The impacts of 2020, a year fraught with stress, job loss, fear, and isolation from the COVID-19 pandemic, are not yet known. But in the past year, the governor set up a task force to review the data, across Colorado’s counties and these bills are directly related to the effort to this effort to understand the state’s behavioral health crisis.

The rate of suicide in Colorado remained the same between 2018 and 2019, but the number of lives lost each year in the state has been slowly increasing since 2013.

The most recent data available from the Centers for Disease Control and Prevention (CDC) show that in 2018, Colorado had one of the 10 highest age-adjusted suicide death rates in the nation, at 21.9 deaths per 100,000 people. Higher-than-national rates of death by suicide have been a consistent trend in Colorado, along with other mountain states like Montana and Wyoming.

The bill requires the Department of Human Services (department) to submit a plan for the creation and establishment of the BHA on or before November 1, 2021, to the Joint Budget Committee and on or before January 30, 2022, to the department’s committees of reference. The bill outlines what the plan must, at a minimum, include. The essential duties of the BHA, once established, are set forth.
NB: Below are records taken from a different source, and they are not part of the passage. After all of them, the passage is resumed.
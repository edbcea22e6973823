//! WatchBlocksV1 over WebSocket: one subscription per connection.

mod channel;
mod protocol;

use std::{net::SocketAddr, sync::Arc};

use futures_util::{stream::SplitSink, SinkExt, StreamExt};
use metrics::counter;
use thiserror::Error;
use tokio::{
    net::{TcpListener, TcpStream},
    sync::mpsc,
};
use tokio_tungstenite::{accept_async, tungstenite, tungstenite::Message, WebSocketStream};
use tracing::{debug, info, warn};

use ledger_watch_monitor::{ControlSignal, OutboundChannel, SessionHandle, WatchHub};

pub use channel::WsOutboundChannel;
pub use protocol::{ClientMessage, ServerMessage};

const FRAME_QUEUE: usize = 64;

#[derive(Debug, Error)]
pub enum WsError {
    #[error("websocket handshake failed: {0}")]
    Handshake(#[from] tungstenite::Error),
}

/// Accepts connections until the listener fails for good.
pub async fn serve(listener: TcpListener, hub: WatchHub) {
    loop {
        let (stream, peer) = match listener.accept().await {
            Ok(accepted) => accepted,
            Err(err) => {
                warn!(reason = %err, "failed to accept watch connection");
                continue;
            }
        };
        let hub = hub.clone();
        tokio::spawn(async move {
            if let Err(err) = handle_connection(stream, peer, hub).await {
                debug!(%peer, reason = %err, "watch connection dropped");
            }
        });
    }
}

pub async fn handle_connection(
    stream: TcpStream,
    peer: SocketAddr,
    hub: WatchHub,
) -> Result<(), WsError> {
    let socket = accept_async(stream).await?;
    counter!("watch_connections_total").increment(1);
    debug!(%peer, "watch connection opened");

    let (sink, mut reader) = socket.split();
    let (channel, frames) = WsOutboundChannel::new(FRAME_QUEUE);
    let mut writer = tokio::spawn(write_frames(sink, frames, channel.clone()));
    let mut writer_done = false;
    let mut session: Option<SessionHandle> = None;

    loop {
        let frame = tokio::select! {
            frame = reader.next() => frame,
            _ = &mut writer => {
                writer_done = true;
                break;
            }
        };

        let text = match frame {
            Some(Ok(Message::Text(text))) => text,
            Some(Ok(Message::Close(_))) | None => break,
            Some(Ok(_)) => continue,
            Some(Err(err)) => {
                debug!(%peer, reason = %err, "watch connection read failed");
                break;
            }
        };

        match serde_json::from_str::<ClientMessage>(&text) {
            Ok(ClientMessage::Subscribe { options }) => {
                if session.is_some() {
                    let _ = channel
                        .reply(&ServerMessage::rejected("connection already has a subscription"))
                        .await;
                    continue;
                }
                match hub.subscribe(options, channel.clone()).await {
                    Ok(handle) => {
                        let reply = ServerMessage::Subscribed {
                            session_id: handle.id().clone(),
                        };
                        let _ = channel.reply(&reply).await;
                        channel.open_gate();
                        info!(%peer, session_id = %handle.id(), "watch subscribed");
                        session = Some(handle);
                    }
                    Err(err) => {
                        let _ = channel.reply(&ServerMessage::rejected(&err)).await;
                    }
                }
            }
            Ok(ClientMessage::Unsubscribe) => match &session {
                Some(handle) => {
                    hub.unsubscribe(handle).await;
                }
                None => {
                    let _ = channel
                        .reply(&ServerMessage::rejected("no active subscription"))
                        .await;
                }
            },
            Err(err) => {
                let _ = channel
                    .reply(&ServerMessage::rejected(format!("invalid message: {err}")))
                    .await;
            }
        }
    }

    // Still live here means the caller went away first.
    if let (Some(handle), false) = (&session, channel.is_closed()) {
        hub.on_disconnect(handle).await;
    }
    channel.close().await;
    if !writer_done {
        let _ = writer.await;
    }
    debug!(%peer, "watch connection closed");
    Ok(())
}

async fn write_frames(
    mut sink: SplitSink<WebSocketStream<TcpStream>, Message>,
    mut frames: mpsc::Receiver<Message>,
    channel: Arc<WsOutboundChannel>,
) {
    while let Some(frame) = frames.recv().await {
        if let Err(err) = sink.send(frame).await {
            debug!(reason = %err, "watch connection write failed");
            channel.raise(ControlSignal::Disconnect);
            return;
        }
    }
    let _ = sink.close().await;
}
A timeline is described for the establishment of the BHA in the department and for a future determination of what state department, if different than the Department of Human Services, the BHA will exist.
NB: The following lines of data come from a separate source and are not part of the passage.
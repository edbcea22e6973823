//! Error taxonomy surfaced at the session boundary.

use thiserror::Error;

use crate::{ledger::LedgerError, model::OptionsError};

/// How a watch failed, and therefore who gets to see it.
///
/// `Configuration` and `StreamFatal` always reach the caller. `TransientEvent`
/// is recovered inside the session. `Transport` closes the session without
/// retrying.
#[derive(Debug, Error, Clone, PartialEq, Eq)]
pub enum WatchError {
    #[error("invalid subscription: {0}")]
    Configuration(String),
    #[error("event dropped: {0}")]
    TransientEvent(String),
    #[error("event stream failed: {0}")]
    StreamFatal(String),
    #[error("outbound delivery failed: {0}")]
    Transport(String),
}

impl WatchError {
    /// Maps a failure of `start` onto the taxonomy. Unknown targets are the
    /// caller's problem; anything else means the source is unusable.
    pub fn from_start_failure(err: LedgerError) -> Self {
        match err {
            LedgerError::UnknownTarget(_) => Self::Configuration(err.to_string()),
            other => Self::StreamFatal(other.to_string()),
        }
    }

    pub fn is_caller_visible(&self) -> bool {
        matches!(self, Self::Configuration(_) | Self::StreamFatal(_))
    }
}

impl From<OptionsError> for WatchError {
    fn from(value: OptionsError) -> Self {
        Self::Configuration(value.to_string())
    }
}
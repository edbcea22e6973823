//! Shared service helpers such as telemetry wiring.

pub mod telemetry;

pub use telemetry::*;
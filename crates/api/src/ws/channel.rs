use std::sync::{Arc, Mutex, PoisonError};

use async_trait::async_trait;
use tokio::sync::{mpsc, watch};
use tokio_tungstenite::tungstenite::Message;

use ledger_watch_domain::NormalizedEvent;
use ledger_watch_monitor::{
    ChannelError, ControlCallback, ControlSignal, ControlSignals, OutboundChannel,
};

use super::protocol::ServerMessage;

/// Outbound side of one WebSocket connection.
///
/// Frames go through a bounded queue drained by the connection's writer
/// task. Session events are held back until the connection opens the gate,
/// so the `Subscribed` reply always precedes the first event.
pub struct WsOutboundChannel {
    frames: Mutex<Option<mpsc::Sender<Message>>>,
    gate: watch::Sender<bool>,
    signals: ControlSignals,
}

impl WsOutboundChannel {
    pub fn new(capacity: usize) -> (Arc<Self>, mpsc::Receiver<Message>) {
        let (tx, rx) = mpsc::channel(capacity.max(1));
        let (gate, _) = watch::channel(false);
        let channel = Arc::new(Self {
            frames: Mutex::new(Some(tx)),
            gate,
            signals: ControlSignals::default(),
        });
        (channel, rx)
    }

    /// Queues a control reply, bypassing the gate.
    pub async fn reply(&self, message: &ServerMessage) -> Result<(), ChannelError> {
        let text =
            serde_json::to_string(message).map_err(|err| ChannelError::Transport(err.to_string()))?;
        self.push(Message::Text(text)).await
    }

    pub fn open_gate(&self) {
        self.gate.send_replace(true);
    }

    pub fn raise(&self, signal: ControlSignal) -> bool {
        self.signals.raise(signal)
    }

    pub fn is_closed(&self) -> bool {
        self.frames
            .lock()
            .unwrap_or_else(PoisonError::into_inner)
            .is_none()
    }

    async fn push(&self, frame: Message) -> Result<(), ChannelError> {
        let tx = self
            .frames
            .lock()
            .unwrap_or_else(PoisonError::into_inner)
            .clone()
            .ok_or(ChannelError::Closed)?;
        tx.send(frame).await.map_err(|_| ChannelError::Closed)
    }
}

#[async_trait]
impl OutboundChannel for WsOutboundChannel {
    async fn send(&self, event: NormalizedEvent) -> Result<(), ChannelError> {
        let mut gate = self.gate.subscribe();
        let _ = gate.wait_for(|open| *open).await;
        let text =
            serde_json::to_string(&event).map_err(|err| ChannelError::Transport(err.to_string()))?;
        self.push(Message::Text(text)).await
    }

    fn on_control_signal(&self, callback: ControlCallback) -> Result<(), ChannelError> {
        self.signals.register(callback)
    }

    async fn close(&self) {
        self.frames
            .lock()
            .unwrap_or_else(PoisonError::into_inner)
            .take();
        // Wakes any send parked on the gate so it fails fast.
        self.gate.send_replace(true);
    }
}
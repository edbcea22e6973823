//! Environment-driven configuration structures shared by all binaries.

use std::{env, str::FromStr, time::Duration};

use strum_macros::{Display, EnumString};
use thiserror::Error;

pub const DEFAULT_POLL_INTERVAL_MS: u64 = 5_000;
pub const DEFAULT_TEARDOWN_TIMEOUT_MS: u64 = 5_000;
pub const DEFAULT_CHANNEL_CAPACITY: usize = 64;
pub const DEFAULT_MAX_POLL_FAILURES: u32 = 3;
pub const DEFAULT_MAX_BLOCK_BATCH: u64 = 32;

/// Which event source strategy the relay drives.
#[derive(Debug, Clone, Copy, PartialEq, Eq, Default, Display, EnumString)]
#[strum(serialize_all = "lowercase", ascii_case_insensitive)]
pub enum SourceMode {
    Push,
    #[default]
    Poll,
}

/// Session and adapter tuning knobs. Also constructible directly so tests and
/// embedders do not need to touch the environment.
#[derive(Debug, Clone, Copy, PartialEq, Eq)]
pub struct SessionSettings {
    pub poll_interval: Duration,
    pub teardown_timeout: Duration,
    pub channel_capacity: usize,
    pub max_poll_failures: u32,
}

impl Default for SessionSettings {
    fn default() -> Self {
        Self {
            poll_interval: Duration::from_millis(DEFAULT_POLL_INTERVAL_MS),
            teardown_timeout: Duration::from_millis(DEFAULT_TEARDOWN_TIMEOUT_MS),
            channel_capacity: DEFAULT_CHANNEL_CAPACITY,
            max_poll_failures: DEFAULT_MAX_POLL_FAILURES,
        }
    }
}

/// Key configuration derived from `.env`/process variables for the relay
/// binary.
#[derive(Debug, Clone, PartialEq, Eq)]
pub struct WatchConfig {
    ledger_http_url: String,
    ledger_ws_url: String,
    watch_bind_address: String,
    api_bind_address: String,
    source_mode: SourceMode,
    max_block_batch: u64,
    session: SessionSettings,
}

impl WatchConfig {
    /// Loads configuration by hydrating `.env` (if present) and reading the
    /// process variables. Missing or malformed entries surface as
    /// `ConfigError` so binaries can respond gracefully.
    pub fn load_from_env() -> Result<Self, ConfigError> {
        hydrate_env_file()?;

        let ledger_http_url = get_required_var("LEDGER_HTTP_URL")?;
        let ledger_ws_url = get_optional_var("LEDGER_WS_URL")
            .unwrap_or_else(|| derive_ws_url(&ledger_http_url));
        let source_mode = match get_optional_var("WATCH_SOURCE_MODE") {
            Some(raw) => SourceMode::from_str(&raw).map_err(|_| ConfigError::InvalidValue {
                key: "WATCH_SOURCE_MODE",
                value: raw,
            })?,
            None => SourceMode::default(),
        };

        let session = SessionSettings {
            poll_interval: Duration::from_millis(get_positive_or(
                "WATCH_POLL_INTERVAL_MS",
                DEFAULT_POLL_INTERVAL_MS,
            )?),
            teardown_timeout: Duration::from_millis(get_number_or(
                "WATCH_TEARDOWN_TIMEOUT_MS",
                DEFAULT_TEARDOWN_TIMEOUT_MS,
            )?),
            channel_capacity: get_number_or("WATCH_CHANNEL_CAPACITY", DEFAULT_CHANNEL_CAPACITY)?
                .max(1),
            max_poll_failures: get_number_or("WATCH_MAX_POLL_FAILURES", DEFAULT_MAX_POLL_FAILURES)?
                .max(1),
        };

        Ok(Self {
            ledger_http_url,
            ledger_ws_url,
            watch_bind_address: get_required_var("WATCH_BIND_ADDRESS")?,
            api_bind_address: get_required_var("API_BIND_ADDRESS")?,
            source_mode,
            max_block_batch: get_number_or("WATCH_MAX_BLOCK_BATCH", DEFAULT_MAX_BLOCK_BATCH)?.max(1),
            session,
        })
    }

    pub fn ledger_http_url(&self) -> &str {
        &self.ledger_http_url
    }

    pub fn ledger_ws_url(&self) -> &str {
        &self.ledger_ws_url
    }

    pub fn watch_bind_address(&self) -> &str {
        &self.watch_bind_address
    }

    pub fn api_bind_address(&self) -> &str {
        &self.api_bind_address
    }

    pub fn source_mode(&self) -> SourceMode {
        self.source_mode
    }

    pub fn max_block_batch(&self) -> u64 {
        self.max_block_batch
    }

    pub fn session(&self) -> SessionSettings {
        self.session
    }
}

fn derive_ws_url(http_url: &str) -> String {
    http_url
        .replacen("https://", "wss://", 1)
        .replacen("http://", "ws://", 1)
}

fn get_required_var(key: &'static str) -> Result<String, ConfigError> {
    match env::var(key) {
        Ok(value) => {
            let trimmed = value.trim();
            if trimmed.is_empty() {
                Err(ConfigError::MissingVar { key })
            } else {
                Ok(trimmed.to_string())
            }
        }
        Err(_) => Err(ConfigError::MissingVar { key }),
    }
}

fn get_optional_var(key: &'static str) -> Option<String> {
    env::var(key).ok().and_then(|value| {
        let trimmed = value.trim();
        if trimmed.is_empty() {
            None
        } else {
            Some(trimmed.to_string())
        }
    })
}

fn get_number_or<T>(key: &'static str, default: T) -> Result<T, ConfigError>
where
    T: FromStr<Err = std::num::ParseIntError>,
{
    match get_optional_var(key) {
        Some(raw) => raw
            .parse()
            .map_err(|source| ConfigError::InvalidNumber { key, source }),
        None => Ok(default),
    }
}

/// Like `get_number_or`, but zero is an invalid value rather than a default.
fn get_positive_or(key: &'static str, default: u64) -> Result<u64, ConfigError> {
    match get_number_or(key, default)? {
        0 => Err(ConfigError::InvalidValue {
            key,
            value: "0".to_owned(),
        }),
        value => Ok(value),
    }
}

pub fn hydrate_env_file() -> Result<(), ConfigError> {
    if env::var_os("LEDGER_WATCH_SKIP_DOTENV").is_some() {
        return Ok(());
    }
    match dotenvy::dotenv() {
        Ok(_) => {}
        Err(dotenvy::Error::Io(err)) if err.kind() == std::io::ErrorKind::NotFound => {}
        Err(err) => return Err(ConfigError::Dotenv { source: err }),
    }

    Ok(())
}

/// Errors emitted when `.env` hydration or environment parsing fails.
#[derive(Debug, Error)]
pub enum ConfigError {
    #[error("missing required environment variable `{key}`")]
    MissingVar { key: &'static str },
    #[error("invalid integer in `{key}`: {source}")]
    InvalidNumber {
        key: &'static str,
        #[source]
        source: std::num::ParseIntError,
    },
    #[error("invalid value `{value}` in `{key}`")]
    InvalidValue { key: &'static str, value: String },
    #[error("failed to load .env file: {source}")]
    Dotenv {
        #[from]
        source: dotenvy::Error,
    },
}
//! Raw ledger event → caller envelope.

use metrics::counter;
use serde_json::{Map, Value};
use thiserror::Error;

use ledger_watch_domain::{
    error::WatchError, EventPayload, NormalizedEvent, PayloadShape, RawLedgerEvent, RawPayload,
    SubscriptionOptions,
};

/// Why a single event could not be normalized. Never terminal for a session.
#[derive(Debug, Error, Clone, PartialEq, Eq)]
pub enum NormalizeError {
    #[error("json payload must be an object, got {0}")]
    NotAnObject(&'static str),
    #[error("`header` member must be an object")]
    HeaderNotAnObject,
    #[error("binary payload is empty")]
    EmptyBinary,
}

impl From<NormalizeError> for WatchError {
    fn from(value: NormalizeError) -> Self {
        WatchError::TransientEvent(value.to_string())
    }
}

/// Applies the subscriber's payload shape and field rendering to one event.
pub fn normalize(
    raw: &RawLedgerEvent,
    options: &SubscriptionOptions,
) -> Result<NormalizedEvent, NormalizeError> {
    let payload = match &raw.payload {
        RawPayload::Json(value) => {
            let object = value
                .as_object()
                .ok_or_else(|| NormalizeError::NotAnObject(json_kind(value)))?;
            let mut shaped = shape_object(object, options.shape())?;
            if options.stringify_fields() {
                stringify_numbers(&mut shaped);
            }
            EventPayload::Json(Value::Object(shaped))
        }
        RawPayload::Binary(bytes) => {
            if bytes.is_empty() {
                return Err(NormalizeError::EmptyBinary);
            }
            EventPayload::Binary(bytes.clone())
        }
    };

    Ok(NormalizedEvent::next(raw.sequence, payload))
}

/// Same as [`normalize`] but records the outcome in metrics.
pub fn normalize_counted(
    raw: &RawLedgerEvent,
    options: &SubscriptionOptions,
) -> Result<NormalizedEvent, NormalizeError> {
    let result = normalize(raw, options);
    if result.is_err() {
        counter!("watch_events_dropped_total", "reason" => "malformed").increment(1);
    }
    result
}

fn shape_object(
    object: &Map<String, Value>,
    shape: PayloadShape,
) -> Result<Map<String, Value>, NormalizeError> {
    match shape {
        PayloadShape::FullBlock => Ok(object.clone()),
        PayloadShape::HeadersOnly => match object.get("header") {
            Some(Value::Object(header)) => Ok(header.clone()),
            Some(_) => Err(NormalizeError::HeaderNotAnObject),
            None => {
                let mut header = object.clone();
                header.remove("transactions");
                Ok(header)
            }
        },
    }
}

// One level deep only; nested arrays and objects are left as they are.
fn stringify_numbers(object: &mut Map<String, Value>) {
    for value in object.values_mut() {
        if let Value::Number(number) = value {
            *value = Value::String(number.to_string());
        }
    }
}

fn json_kind(value: &Value) -> &'static str {
    match value {
        Value::Null => "null",
        Value::Bool(_) => "bool",
        Value::Number(_) => "number",
        Value::String(_) => "string",
        Value::Array(_) => "array",
        Value::Object(_) => "object",
    }
}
HB21-1119 Suicide Prevention, Intervention, & Postvention – Sponsored by Representatives  J. Rich & L. Daugherty and Senators K. Donovan & D. Coram

The bill focuses on lowering the high Colorado suicide rate by enhancing care for persons affected by suicide and broadens Colorado’s focus to include suicide prevention, intervention, and postvention.

It includes education on suicide attempts and the after-effects of those actions on attempt survivors, their family, friends, health care providers, first and last responders, educators, and students in schools where a suicide or suicide attempt has occurred.